The biotech firm building the drug-hunting factory of the future

The biotech firm building the drug-hunting factory of the future

The work behind Eikon’s groundbreaking technology has already won a Nobel Prize. Now CEO Roger Perlmutter is on a mission to help the company realise its full potential.

Roger Perlmutter remembers the exact day when he learned about a remarkable new project that was using the century-old technique of fluorescence microscopy to study cellular activity in real-time. It was 2012 and he was visiting the Howard Hughes Medical Institute in Virginia to meet with a ground-breaking physicist named Eric Betzig. ‘I thought the work was astonishing. I’d never seen anything like it,’ Roger explains. ‘Virtually everything that we know about the behaviour of cells comes from looking at frozen or fixed samples – static images, basically. This offered the promise of being able to watch living cells as they go about their work.’

 

Although the broader implications were not immediately clear at the time, Roger knew it had enormous potential: ‘When you introduce a novel technology into the study of cells that enables you to make quantitative measurements where previously you had no measurements at all, inevitably, you learn a lot about biology.’

He was right – just two years later, Eric Betzig and William Moerner won the Nobel Prize for Chemistry for their work. In their award, The Royal Swedish Academy of Sciences said the team had ‘ingeniously circumvented’ the presumed limitations of existing light microscopes by figuring out how to turn the fluorescence of individual molecules on and off to yield a hyper-detailed, super high-resolution image. ‘Their ground-breaking work has brought optical microscopy into the nanodimension,’ the Academy said. Or in the words of Eikon Therapeutics, which today is at the forefront of using the technology for drug discovery: ‘We can see what couldn’t be seen before.’

Founded in 2019 by Eric, Robert Tjian, Luke Lavis and Xavier Darzacq, Eikon began as a small-scale start-up run by scientists and researchers. That began to change in 2021 when Roger joined as CEO. Previously head of Research & Development at pharmaceutical behemoth Merck, he had long known the research had profound scientific implications. ‘It has transformed everything,’ he says. ‘Frankly, it’s changed our whole view of biological processes.’ Now he wanted to prove it also had significant commercial applications for drug discovery. ‘That, to me, was the essential piece that I could provide by virtue of the fact that I’d spent so much time in the biopharmaceutical industry,’ he explains. ‘So that was the goal, and within a short time it became clear that super-resolution microscopy could contribute meaning-fully to drug discovery.’ 

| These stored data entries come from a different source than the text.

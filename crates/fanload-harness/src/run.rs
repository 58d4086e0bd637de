//! Run configuration, database bootstrap and the end-to-end run.

use std::ffi::OsString;
use std::io;
use std::path::{Path, PathBuf};
use std::thread;
use std::time::Duration;

use fanload_engine::{EngineConfig, RootConnection, WorkerConnection};
use fanload_error::{HarnessError, TaskError};
use tracing::{debug, info};

use crate::batch::{BatchWriter, DEFAULT_PROGRESS_INTERVAL};
use crate::report::{RunReport, RunSummary};
use crate::scheduler::{WorkScheduler, duration_to_u64_ms};
use crate::schema;
use crate::sequence::SequenceGenerator;
use crate::verify::verify;

/// Default database file, relative to the working directory.
pub const DEFAULT_DB_PATH: &str = "test.db";
pub const DEFAULT_TABLE: &str = "tab1";
pub const DEFAULT_CONNECTION_THREADS: usize = 2;
pub const DEFAULT_NUM_BATCHES: usize = 256;
pub const DEFAULT_BATCH_SIZE: usize = 1024;

/// Engine-internal threads used when none are requested: half the cores.
#[must_use]
pub fn default_engine_threads() -> u32 {
    let cores = thread::available_parallelism().map_or(1, std::num::NonZeroUsize::get);
    u32::try_from(cores / 2).unwrap_or(u32::MAX).max(1)
}

/// Settings for one load run.
#[derive(Debug, Clone)]
pub struct RunConfig {
    pub db_path: PathBuf,
    pub table: String,
    /// Worker pool size; how many batches are in flight at once.
    pub connection_threads: usize,
    /// Number of tasks, one batch each.
    pub num_batches: usize,
    /// Rows per batch.
    pub batch_size: usize,
    pub engine: EngineConfig,
    /// Seal the root once this much time has passed.
    pub deadline: Option<Duration>,
    /// Keys between progress events; `0` disables them.
    pub progress_interval: i64,
    /// Delete any existing database (and WAL sidecars) before the run.
    pub fresh_database: bool,
}

impl Default for RunConfig {
    fn default() -> Self {
        Self {
            db_path: PathBuf::from(DEFAULT_DB_PATH),
            table: DEFAULT_TABLE.to_owned(),
            connection_threads: DEFAULT_CONNECTION_THREADS,
            num_batches: DEFAULT_NUM_BATCHES,
            batch_size: DEFAULT_BATCH_SIZE,
            engine: EngineConfig {
                threads: Some(default_engine_threads()),
                ..EngineConfig::default()
            },
            deadline: None,
            progress_interval: DEFAULT_PROGRESS_INTERVAL,
            fresh_database: true,
        }
    }
}

impl RunConfig {
    /// `num_batches * batch_size`, the row count a clean run ends with.
    #[must_use]
    pub fn expected_rows(&self) -> u64 {
        let batches = u64::try_from(self.num_batches).unwrap_or(u64::MAX);
        let size = u64::try_from(self.batch_size).unwrap_or(u64::MAX);
        batches.saturating_mul(size)
    }

    /// # Errors
    ///
    /// [`HarnessError::InvalidConfig`] naming the first unusable setting.
    pub fn validate(&self) -> Result<(), HarnessError> {
        let invalid = |msg: &str| Err(HarnessError::InvalidConfig(msg.to_owned()));
        if self.connection_threads == 0 {
            return invalid("connection threads must be positive");
        }
        if self.num_batches == 0 {
            return invalid("batch count must be positive");
        }
        if self.batch_size == 0 {
            return invalid("batch size must be positive");
        }
        if self.table.is_empty() {
            return invalid("table name must not be empty");
        }
        // The root holds one connection; every pool thread holds one more.
        if self.connection_threads.saturating_add(1) > self.engine.max_connections {
            return Err(HarnessError::InvalidConfig(format!(
                "{} connection threads plus the root exceed max connections ({})",
                self.connection_threads, self.engine.max_connections
            )));
        }
        if self.progress_interval < 0 {
            return invalid("progress interval must not be negative");
        }
        if i64::try_from(self.expected_rows()).is_err() {
            return invalid("batch count times batch size overflows the key range");
        }
        Ok(())
    }
}

/// Remove the database at `path` together with its `-wal`/`-shm` files.
/// Files that do not exist are skipped.
///
/// # Errors
///
/// Any I/O error other than `NotFound`.
pub fn bootstrap_database(path: &Path) -> io::Result<()> {
    for suffix in ["", "-wal", "-shm"] {
        let mut target = OsString::from(path.as_os_str());
        target.push(suffix);
        let target = PathBuf::from(target);
        match std::fs::remove_file(&target) {
            Ok(()) => debug!(path = %target.display(), "removed stale database file"),
            Err(err) if err.kind() == io::ErrorKind::NotFound => {}
            Err(err) => return Err(err),
        }
    }
    Ok(())
}

/// State owned by one run: its configuration and its key sequence.
#[derive(Debug)]
pub struct RunContext {
    config: RunConfig,
    sequence: SequenceGenerator,
}

impl RunContext {
    /// # Errors
    ///
    /// [`HarnessError::InvalidConfig`] if `config` fails validation.
    pub fn new(config: RunConfig) -> Result<Self, HarnessError> {
        config.validate()?;
        Ok(Self {
            config,
            sequence: SequenceGenerator::new(),
        })
    }

    #[must_use]
    pub fn config(&self) -> &RunConfig {
        &self.config
    }

    /// Run every batch, verify the table and report.
    ///
    /// Task failures do not make this return `Err`; they are listed in the
    /// report. See [`RunReport::into_result`] for the run-level verdict.
    ///
    /// # Errors
    ///
    /// Bootstrap, root open, schema setup or verification query failures.
    pub fn run(self) -> Result<RunReport, HarnessError> {
        let batch_size = self.config.batch_size;
        self.run_with(move |_, conn, writer| {
            writer.write_batch(conn, batch_size).map_err(TaskError::from)
        })
    }

    /// Like [`RunContext::run`] with a custom task body.
    ///
    /// `body` receives the task index, the task's worker connection and the
    /// run's batch writer, and returns the rows it committed.
    ///
    /// # Errors
    ///
    /// See [`RunContext::run`].
    pub fn run_with<F>(self, body: F) -> Result<RunReport, HarnessError>
    where
        F: Fn(usize, &WorkerConnection<'_>, &BatchWriter<'_>) -> Result<u64, TaskError> + Sync,
    {
        let Self { config, sequence } = self;
        info!(
            db = %config.db_path.display(),
            table = %config.table,
            connection_threads = config.connection_threads,
            engine_threads = ?config.engine.threads,
            num_batches = config.num_batches,
            batch_size = config.batch_size,
            "run starting"
        );

        if config.fresh_database {
            bootstrap_database(&config.db_path)?;
        }
        let root = RootConnection::open(&config.db_path, config.engine.clone())?;
        root.execute_batch(&schema::create_table_sql(&config.table))?;

        let writer = BatchWriter::new(&sequence, &config.table)
            .with_progress_interval(config.progress_interval);
        let mut scheduler = WorkScheduler::new(config.connection_threads);
        if let Some(deadline) = config.deadline {
            scheduler = scheduler.with_deadline(deadline);
        }
        let outcome = scheduler.run(&root, config.num_batches, |task, conn| {
            body(task, conn, &writer)
        });

        let verification = verify(&root, &config.table, config.expected_rows())?;
        root.close()?;

        let summary = RunSummary {
            db_path: config.db_path.display().to_string(),
            table: config.table,
            connection_threads: config.connection_threads,
            engine_threads: config.engine.threads,
            num_batches: config.num_batches,
            batch_size: config.batch_size,
            keys_issued: u64::try_from(sequence.issued()).unwrap_or(0),
            elapsed_ms: duration_to_u64_ms(outcome.elapsed()),
            deadline_exceeded: outcome.deadline_exceeded(),
        };
        let report = RunReport::new(summary, outcome.into_outcomes(), verification);
        info!(
            rows_visible = report.rows_visible(),
            failed = report.failures().len(),
            "run finished"
        );
        Ok(report)
    }
}

#[cfg(test)]
mod tests {
    use super::*;

    #[test]
    fn defaults_follow_reproducer_settings() {
        let config = RunConfig::default();
        assert_eq!(config.connection_threads, 2);
        assert_eq!(config.num_batches, 256);
        assert_eq!(config.batch_size, 1024);
        assert_eq!(config.expected_rows(), 262_144);
        assert!(config.engine.threads.is_some_and(|t| t >= 1));
        assert!(config.validate().is_ok());
    }

    #[test]
    fn validation_rejects_unusable_settings() {
        let cases: Vec<(&str, RunConfig)> = vec![
            (
                "zero_threads",
                RunConfig {
                    connection_threads: 0,
                    ..RunConfig::default()
                },
            ),
            (
                "zero_batches",
                RunConfig {
                    num_batches: 0,
                    ..RunConfig::default()
                },
            ),
            (
                "zero_batch_size",
                RunConfig {
                    batch_size: 0,
                    ..RunConfig::default()
                },
            ),
            (
                "empty_table",
                RunConfig {
                    table: String::new(),
                    ..RunConfig::default()
                },
            ),
            (
                "pool_exceeds_connection_limit",
                RunConfig {
                    connection_threads: 80,
                    num_batches: 160,
                    batch_size: 10,
                    ..RunConfig::default()
                },
            ),
            (
                "pool_fills_connection_limit",
                RunConfig {
                    connection_threads: 64,
                    ..RunConfig::default()
                },
            ),
            (
                "no_worker_room",
                RunConfig {
                    engine: EngineConfig {
                        max_connections: 1,
                        ..EngineConfig::default()
                    },
                    ..RunConfig::default()
                },
            ),
        ];
        for (case, config) in cases {
            assert!(
                matches!(config.validate(), Err(HarnessError::InvalidConfig(_))),
                "case={case}"
            );
            assert!(RunContext::new(config).is_err(), "case={case}_context");
        }
    }

    #[test]
    fn pool_one_below_connection_limit_is_accepted() {
        let config = RunConfig {
            connection_threads: 63,
            ..RunConfig::default()
        };
        assert_eq!(config.engine.max_connections, 64);
        assert!(config.validate().is_ok(), "case=root_plus_63_workers");
    }

    #[test]
    fn bootstrap_removes_database_and_sidecars() {
        let dir = tempfile::tempdir().unwrap();
        let db = dir.path().join("test.db");
        for name in ["test.db", "test.db-wal", "test.db-shm", "other.db"] {
            std::fs::write(dir.path().join(name), b"stale").unwrap();
        }

        bootstrap_database(&db).unwrap();

        assert!(!db.exists());
        assert!(!dir.path().join("test.db-wal").exists());
        assert!(!dir.path().join("test.db-shm").exists());
        assert!(dir.path().join("other.db").exists(), "case=unrelated_kept");
        bootstrap_database(&db).unwrap();
    }
}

He also wanted to make sure everything was in place for the next few years so that the scientists and engineers could focus on their work. ‘Scientists and engineers both benefit from peace and quiet,’ he says. ‘There’s a lot of thinking that has to be done here and I was eager to give them sufficient resources so that we wouldn’t have to be going out doing roadshows every two months.’

Private equity was essential for making that possible. But it couldn’t just be any old investors – Eikon needed people who could see the long-term value in what they were doing and would be willing to wait for returns. ‘It takes a long time to discover and develop drugs, typically around 10 to 15 years,’ says Roger. ‘Without patient capital, it’s essentially impossible to do these kinds of novel things.’ The company was soon able to gain that support. ‘Our story is quite compelling. Once we had a chance to explain it, we found a lot of people who were eager to invest,’ he says. He says it was a no-brainer: ‘By successfully integrating robotics, high-performance computing and advanced data analytics, Eikon has built a drug-hunting biofactory of the future.’

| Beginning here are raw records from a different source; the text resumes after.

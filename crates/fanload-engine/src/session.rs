//! Per-connection session: one engine handle plus its transaction state.

use std::cell::Cell;
use std::path::Path;

use fanload_error::{ConnectionError, QueryError, WriteError};
use rusqlite::{Connection, OpenFlags, Row};
use tracing::{debug, warn};

use crate::config::EngineConfig;
use crate::statement::PreparedStatement;

/// Transaction and handle state owned by exactly one connection.
///
/// Sessions are `Send` but not `Sync`: a worker session is only ever used by
/// the thread that duplicated it, and the root keeps its session behind a
/// mutex.
pub(crate) struct Session {
    conn: Connection,
    auto_commit: Cell<bool>,
    in_transaction: Cell<bool>,
}

impl Session {
    /// Open a fresh engine handle on `path` and apply per-connection settings.
    pub(crate) fn open(path: &Path, config: &EngineConfig) -> Result<Self, ConnectionError> {
        let flags = OpenFlags::SQLITE_OPEN_READ_WRITE
            | OpenFlags::SQLITE_OPEN_CREATE
            | OpenFlags::SQLITE_OPEN_NO_MUTEX;
        let conn = Connection::open_with_flags(path, flags).map_err(|source| {
            ConnectionError::Open {
                path: path.to_path_buf(),
                source,
            }
        })?;

        conn.busy_timeout(config.busy_timeout)
            .map_err(|source| ConnectionError::Configure {
                pragma: format!("PRAGMA busy_timeout={};", config.busy_timeout.as_millis()),
                source,
            })?;
        conn.pragma_update(None, "synchronous", &config.synchronous)
            .map_err(|source| ConnectionError::Configure {
                pragma: format!("PRAGMA synchronous={};", config.synchronous),
                source,
            })?;
        if let Some(threads) = config.threads {
            // Reports back the effective limit, which the engine may clamp.
            let effective: i64 = conn
                .pragma_update_and_check(None, "threads", i64::from(threads), |row| row.get(0))
                .map_err(|source| ConnectionError::Configure {
                    pragma: format!("PRAGMA threads={threads};"),
                    source,
                })?;
            debug!(requested = threads, effective, "engine worker threads set");
        }

        Ok(Self {
            conn,
            auto_commit: Cell::new(true),
            in_transaction: Cell::new(false),
        })
    }

    /// Switch the database journal mode. Persistent, so only the root does it.
    pub(crate) fn set_journal_mode(&self, mode: &str) -> Result<String, ConnectionError> {
        self.conn
            .pragma_update_and_check(None, "journal_mode", mode, |row| row.get(0))
            .map_err(|source| ConnectionError::Configure {
                pragma: format!("PRAGMA journal_mode={mode};"),
                source,
            })
    }

    pub(crate) fn auto_commit(&self) -> bool {
        self.auto_commit.get()
    }

    pub(crate) fn in_transaction(&self) -> bool {
        self.in_transaction.get()
    }

    /// Turning autocommit back on commits any open transaction first.
    pub(crate) fn set_auto_commit(&self, enabled: bool) -> Result<(), WriteError> {
        if enabled && self.in_transaction.get() {
            self.commit()?;
        }
        self.auto_commit.set(enabled);
        Ok(())
    }

    /// Open the explicit transaction lazily, on the first write after
    /// autocommit was disabled.
    ///
    /// `BEGIN IMMEDIATE` takes the engine write lock up front (waiting up to
    /// the busy timeout), so a transaction never has to upgrade a stale read
    /// snapshot mid-flight.
    pub(crate) fn begin_if_needed(&self) -> Result<(), WriteError> {
        if self.auto_commit.get() || self.in_transaction.get() {
            return Ok(());
        }
        self.conn
            .execute_batch("BEGIN IMMEDIATE")
            .map_err(|source| WriteError::Begin { source })?;
        self.in_transaction.set(true);
        Ok(())
    }

    pub(crate) fn execute(&self, sql: &str) -> Result<usize, WriteError> {
        self.begin_if_needed()?;
        self.conn
            .execute(sql, [])
            .map_err(|source| WriteError::Execute {
                sql: sql.to_owned(),
                source,
            })
    }

    pub(crate) fn execute_batch(&self, sql: &str) -> Result<(), WriteError> {
        self.begin_if_needed()?;
        self.conn
            .execute_batch(sql)
            .map_err(|source| WriteError::Execute {
                sql: sql.to_owned(),
                source,
            })
    }

    pub(crate) fn query_row<T, F>(&self, sql: &str, f: F) -> Result<T, QueryError>
    where
        F: FnOnce(&Row<'_>) -> rusqlite::Result<T>,
    {
        self.conn
            .query_row(sql, [], f)
            .map_err(|source| QueryError {
                sql: sql.to_owned(),
                source,
            })
    }

    pub(crate) fn prepare(&self, sql: &str) -> Result<PreparedStatement<'_>, WriteError> {
        let stmt = self
            .conn
            .prepare_cached(sql)
            .map_err(|source| WriteError::Prepare {
                sql: sql.to_owned(),
                source,
            })?;
        Ok(PreparedStatement::new(self, stmt, sql))
    }

    /// Commit the open transaction, if any.
    ///
    /// A failed `COMMIT` is followed by a rollback so the engine never keeps
    /// a half-finished transaction on this handle.
    pub(crate) fn commit(&self) -> Result<(), WriteError> {
        if !self.in_transaction.get() {
            return Ok(());
        }
        match self.conn.execute_batch("COMMIT") {
            Ok(()) => {
                self.in_transaction.set(false);
                Ok(())
            }
            Err(source) => {
                if let Err(rollback) = self.rollback() {
                    warn!(error = %rollback, "rollback after failed commit also failed");
                }
                self.in_transaction.set(false);
                Err(WriteError::Commit { source })
            }
        }
    }

    pub(crate) fn rollback(&self) -> Result<(), WriteError> {
        if !self.in_transaction.replace(false) {
            return Ok(());
        }
        // The engine may already have rolled back on its own (e.g. I/O error).
        if self.conn.is_autocommit() {
            return Ok(());
        }
        self.conn
            .execute_batch("ROLLBACK")
            .map_err(|source| WriteError::Rollback { source })
    }

    /// Close the engine handle, rolling back anything still open.
    pub(crate) fn close(self) -> Result<(), ConnectionError> {
        if let Err(err) = self.rollback() {
            warn!(error = %err, "rollback on close failed");
        }
        self.conn
            .close()
            .map_err(|(_, source)| ConnectionError::Close { source })
    }
}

One of the many potential real-world uses of Eikon is to improve treatment of certain cancers. For example, breast cancer patients currently take drugs that block all oestrogen, a hormone that is vital for bone mass, metabolic performance and cardio-protection but that also stimulates the growth of specific cancerous cells. By mapping the behaviour and response of individual protein molecules within cells for the first time, the microscopy technology should allow pharmaceutical companies to create a more sophisticated drug that can block the effects of oestrogen more selectively. ‘You can watch all of those signalling processes taking place in real time. It’s quite dramatic.’

But Roger is also keen for sectors well outside of drug discovery to be able to use Eikon’s technology. ‘If you were interested in improving crop yields or pest resistance, you could apply our tools to plant biochemistry.

Almost everything we train our instruments on reveals something unexpected and new.

Why shouldn’t we make it possible for scientists in a variety of disciplines to use these tools? So we are eager to support the creation of user-friendly instruments that can do exactly that.’ He is happy to admit that in the future, the company’s research and instruments will likely be used in ways he cannot even imagine now. Indeed, he says that is part of the beauty and power of Eikon’s work. He gives the example of several large screens outside his office that display the images being generated by their microscopes. ‘More or less every day I can walk out of my office and see something surprising – it’s kind of astonishing that almost everything we train our instruments on reveals something unexpected and new. There’s an awful lot to discover here.’